I am tellin ya this stuff ALWAYS happens on the weekend. I don't understand why it fell off again. I was careful and followed all the instructions last time to the letter.
I called the on call dentist who wasn't even remotely concerned and said he had been going without a crown on his for a year and a half...as if that would make me feel better.
Then he said; "maybe you will find it." I said; "oh no, I swallowed it." He said "yes I know"....*insert look of utter horror here*
Now like any artist I can get very messy sometimes. But messy is not the same as dirty. I live wayyy across the border in OCD land about being dirty. I even used a spoon to make mud pies as a kid so I didn't have to touch the dirt. I am nearly hermetically clean all the time. I have spent literally years developing ways to make the bears look old and dirty that is absolutely non toxic and completely irrevocably clean.

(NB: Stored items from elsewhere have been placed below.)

pub mod surfaces;

use thiserror::Error;

use crate::catalog::Catalog;
use crate::output::{self, DisplayOutput, OutputFormat};
use crate::palette::TypeColors;
use crate::view::{self, ViewQuery};

pub use surfaces::{
    CollectingSink, ConsoleSink, FileSurface, MemorySurface, StdoutSurface, ValueField,
};

/// A value-holding control: the search bar or one of the selectors.
pub trait InputSource {
    fn current_value(&self) -> String;
}

/// Accepts one opaque block of content and replaces whatever it showed before.
pub trait DisplaySurface {
    fn replace(&mut self, content: &[u8]) -> Result<(), ControllerError>;
}

pub trait DiagnosticSink {
    fn warn(&self, message: &str);
}

#[derive(Debug, Error)]
pub enum ControllerError {
    #[error("failed to write output to {target}: {source}")]
    SurfaceWrite {
        target: String,
        #[source]
        source: std::io::Error,
    },
}

#[derive(Clone, Copy, Debug, PartialEq, Eq)]
pub enum Control {
    Search,
    TypeFilter,
    Sort,
}

impl Control {
    pub fn label(&self) -> &'static str {
        match self {
            Self::Search => "search",
            Self::TypeFilter => "type",
            Self::Sort => "sort",
        }
    }
}

#[derive(Clone, Copy, Debug, PartialEq, Eq)]
pub enum ControllerState {
    Idle,
    Recomputing,
}

#[derive(Clone, Debug)]
pub struct Inputs<I> {
    pub search: I,
    pub type_filter: I,
    pub sort: I,
}

impl<I: InputSource> Inputs<I> {
    pub fn query(&self) -> ViewQuery {
        ViewQuery {
            search: self.search.current_value(),
            type_filter: self.type_filter.current_value(),
            sort: self.sort.current_value(),
        }
    }

    pub fn get(&self, control: Control) -> &I {
        match control {
            Control::Search => &self.search,
            Control::TypeFilter => &self.type_filter,
            Control::Sort => &self.sort,
        }
    }
}

pub struct Controller<I, S, D> {
    catalog: Catalog,
    colors: TypeColors,
    inputs: Inputs<I>,
    surface: S,
    sink: D,
    format: OutputFormat,
    state: ControllerState,
    passes: usize,
}

impl<I, S, D> Controller<I, S, D>
where
    I: InputSource,
    S: DisplaySurface,
    D: DiagnosticSink,
{
    pub fn new(
        catalog: Catalog,
        colors: TypeColors,
        inputs: Inputs<I>,
        surface: S,
        sink: D,
        format: OutputFormat,
    ) -> Self {
        Self {
            catalog,
            colors,
            inputs,
            surface,
            sink,
            format,
            state: ControllerState::Idle,
            passes: 0,
        }
    }

    /// Initial pass with whatever the controls hold at startup.
    pub fn start(&mut self) -> Result<DisplayOutput, ControllerError> {
        self.recompute()
    }

    /// Every pass reads all three controls, so which one changed does not
    /// affect the result.
    pub fn on_change(&mut self, _changed: Control) -> Result<DisplayOutput, ControllerError> {
        self.recompute()
    }

    fn recompute(&mut self) -> Result<DisplayOutput, ControllerError> {
        self.state = ControllerState::Recomputing;
        let result = self.run_pass();
        self.state = ControllerState::Idle;
        self.passes += 1;
        result
    }

    fn run_pass(&mut self) -> Result<DisplayOutput, ControllerError> {
        let query = self.inputs.query();
        if let Some(raw) = query.unrecognized_sort() {
            self.sink
                .warn(&format!("unknown sort order '{raw}', keeping catalog order"));
        }
        let view = view::compute_view(&self.catalog, &query);
        let rendered = output::render(&view, &self.colors, &self.sink);
        let encoded = output::encode(&rendered, self.format);
        self.surface.replace(&encoded)?;
        Ok(rendered)
    }

    pub fn query(&self) -> ViewQuery {
        self.inputs.query()
    }

    pub fn state(&self) -> ControllerState {
        self.state
    }

    pub fn passes(&self) -> usize {
        self.passes
    }

    pub fn surface(&self) -> &S {
        &self.surface
    }

    pub fn sink(&self) -> &D {
        &self.sink
    }
}
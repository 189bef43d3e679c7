use crate::controller::Control;

/// One line of interactive input.
#[derive(Clone, Debug, PartialEq, Eq)]
pub enum Command {
    Set { control: Control, value: String },
    Clear,
    Show,
    Help,
    Quit,
}

pub fn parse_command(line: &str) -> Result<Option<Command>, String> {
    let line = line.trim();
    if line.is_empty() || line.starts_with('#') {
        return Ok(None);
    }
    let (word, rest) = match line.split_once(char::is_whitespace) {
        Some((word, rest)) => (word, rest.trim()),
        None => (line, ""),
    };
    let set = |control: Control| -> Result<Option<Command>, String> {
        Ok(Some(Command::Set {
            control,
            value: rest.to_string(),
        }))
    };
    match word.to_lowercase().as_str() {
        "search" | "s" | "/" => set(Control::Search),
        "type" | "t" => set(Control::TypeFilter),
        "sort" | "o" => set(Control::Sort),
        "clear" | "reset" => Ok(Some(Command::Clear)),
        "show" | "render" => Ok(Some(Command::Show)),
        "help" | "?" => Ok(Some(Command::Help)),
        "quit" | "exit" | "q" => Ok(Some(Command::Quit)),
        other => Err(format!("unknown command '{other}' (try 'help')")),
    }
}

pub fn help_text() -> &'static str {
    "commands:\n  search <text>   filter by name (empty clears)\n  type <label>    filter by type (empty clears)\n  sort <order>    name-asc, name-desc, level-asc, level-desc (empty: catalog order)\n  clear           reset all three controls\n  show            re-render without changing anything\n  quit            leave\n"
}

The thought of what he was suggesting was more than my brain could begin to process. I didn't even know what to say...I think it was something like "eeeeewwwwwohhhhhhhnoooooo" that faded off into a silent scream while my brain just shut down. He may as well have just suggested I drink a nice glass of iced sewer water. I know they would sterilize it, I know it's going to cost a fortune for a new one...and I don't care. NOTHING that has passed through my system is ever going back in my mouth, and that's that! There isn't enough boiling water and bleach in the world.
But since I know they will have to make a new one, that probably means everything I will be eating for the rest of the week will be sucked through a straw. I am so sad because R was going to make his famous BBQ chicken for Memorial Day. Ok well it's not famous...but it's so good it should be. Instead I will be having a nice can of microwavable tomato soup. I think I am going to go cry again.
I will still be making my announcement tonight though. Until then...K.